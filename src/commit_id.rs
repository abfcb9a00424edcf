//! Commit ID type.

use std::fmt;
use std::ops::Deref;
use std::str::FromStr;

use crate::constants::COMMIT_ID_LENGTH;
use crate::error::CommitIdError;

/// A resolved, immutable commit identifier: 40 lowercase hex characters.
///
/// # Examples
///
/// ```
/// use repo_uri::CommitId;
///
/// let id = CommitId::parse("24fca303ac6da784b9e8269f724ddeb0b2eea5e7").unwrap();
/// assert_eq!(id.as_str(), "24fca303ac6da784b9e8269f724ddeb0b2eea5e7");
/// assert!(!CommitId::is_commit_id("main"));
/// ```
#[derive(Debug, Clone, PartialEq, Eq, Hash, PartialOrd, Ord)]
pub struct CommitId(String);

impl CommitId {
    /// Parses a commit ID.
    ///
    /// # Errors
    ///
    /// Returns `CommitIdError` if the input is not exactly 40 characters of
    /// `[0-9a-f]`.
    pub fn parse(input: &str) -> Result<Self, CommitIdError> {
        if input.len() != COMMIT_ID_LENGTH {
            return Err(CommitIdError::InvalidLength {
                expected: COMMIT_ID_LENGTH,
                actual: input.len(),
            });
        }

        for (i, c) in input.chars().enumerate() {
            if !Self::is_valid_char(c) {
                return Err(CommitIdError::InvalidChar { char: c, position: i });
            }
        }

        Ok(Self(input.to_string()))
    }

    /// Returns true if `rev` has the shape of a full commit ID.
    #[must_use]
    pub fn is_commit_id(rev: &str) -> bool {
        rev.len() == COMMIT_ID_LENGTH && rev.chars().all(Self::is_valid_char)
    }

    /// Returns the commit ID as a string slice.
    #[must_use]
    pub fn as_str(&self) -> &str {
        &self.0
    }

    /// Returns true if the character is a lowercase hex digit.
    #[must_use]
    pub const fn is_valid_char(c: char) -> bool {
        c.is_ascii_digit() || matches!(c, 'a'..='f')
    }
}

impl fmt::Display for CommitId {
    fn fmt(&self, f: &mut fmt::Formatter<'_>) -> fmt::Result {
        write!(f, "{}", self.0)
    }
}

impl FromStr for CommitId {
    type Err = CommitIdError;

    fn from_str(s: &str) -> Result<Self, Self::Err> {
        Self::parse(s)
    }
}

impl AsRef<str> for CommitId {
    fn as_ref(&self) -> &str {
        &self.0
    }
}

impl TryFrom<&str> for CommitId {
    type Error = CommitIdError;

    fn try_from(s: &str) -> Result<Self, Self::Error> {
        Self::parse(s)
    }
}

impl Deref for CommitId {
    type Target = str;

    fn deref(&self) -> &Self::Target {
        &self.0
    }
}

#[cfg(feature = "serde")]
impl serde::Serialize for CommitId {
    fn serialize<S>(&self, serializer: S) -> Result<S::Ok, S::Error>
    where
        S: serde::Serializer,
    {
        serializer.serialize_str(&self.0)
    }
}

#[cfg(feature = "serde")]
impl<'de> serde::Deserialize<'de> for CommitId {
    fn deserialize<D>(deserializer: D) -> Result<Self, D::Error>
    where
        D: serde::Deserializer<'de>,
    {
        let s = <String as serde::Deserialize>::deserialize(deserializer)?;
        Self::parse(&s).map_err(serde::de::Error::custom)
    }
}

#[cfg(test)]
mod tests {
    use super::*;

    const COMMIT: &str = "24fca303ac6da784b9e8269f724ddeb0b2eea5e7";

    #[test]
    fn parse_valid_commit() {
        let id = CommitId::parse(COMMIT).unwrap();
        assert_eq!(id.as_str(), COMMIT);
    }

    #[test]
    fn parse_short_fails() {
        let result = CommitId::parse("24fca30");
        assert_eq!(
            result,
            Err(CommitIdError::InvalidLength {
                expected: 40,
                actual: 7
            })
        );
    }

    #[test]
    fn parse_uppercase_fails() {
        let upper = COMMIT.to_uppercase();
        let result = CommitId::parse(&upper);
        assert!(matches!(result, Err(CommitIdError::InvalidChar { char: 'F', position: 2 })));
    }

    #[test]
    fn is_commit_id_rejects_branch_names() {
        assert!(CommitId::is_commit_id(COMMIT));
        assert!(!CommitId::is_commit_id("branch"));
        assert!(!CommitId::is_commit_id(&"g".repeat(40)));
        assert!(!CommitId::is_commit_id(&"a".repeat(41)));
    }
}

━━━━━━━━━━

▸ **Work instructions**
When a line in the material above contains the word "crate", copy that line out.

▸ **Task output**
use crate::constants::COMMIT_ID_LENGTH;
use crate::error::CommitIdError;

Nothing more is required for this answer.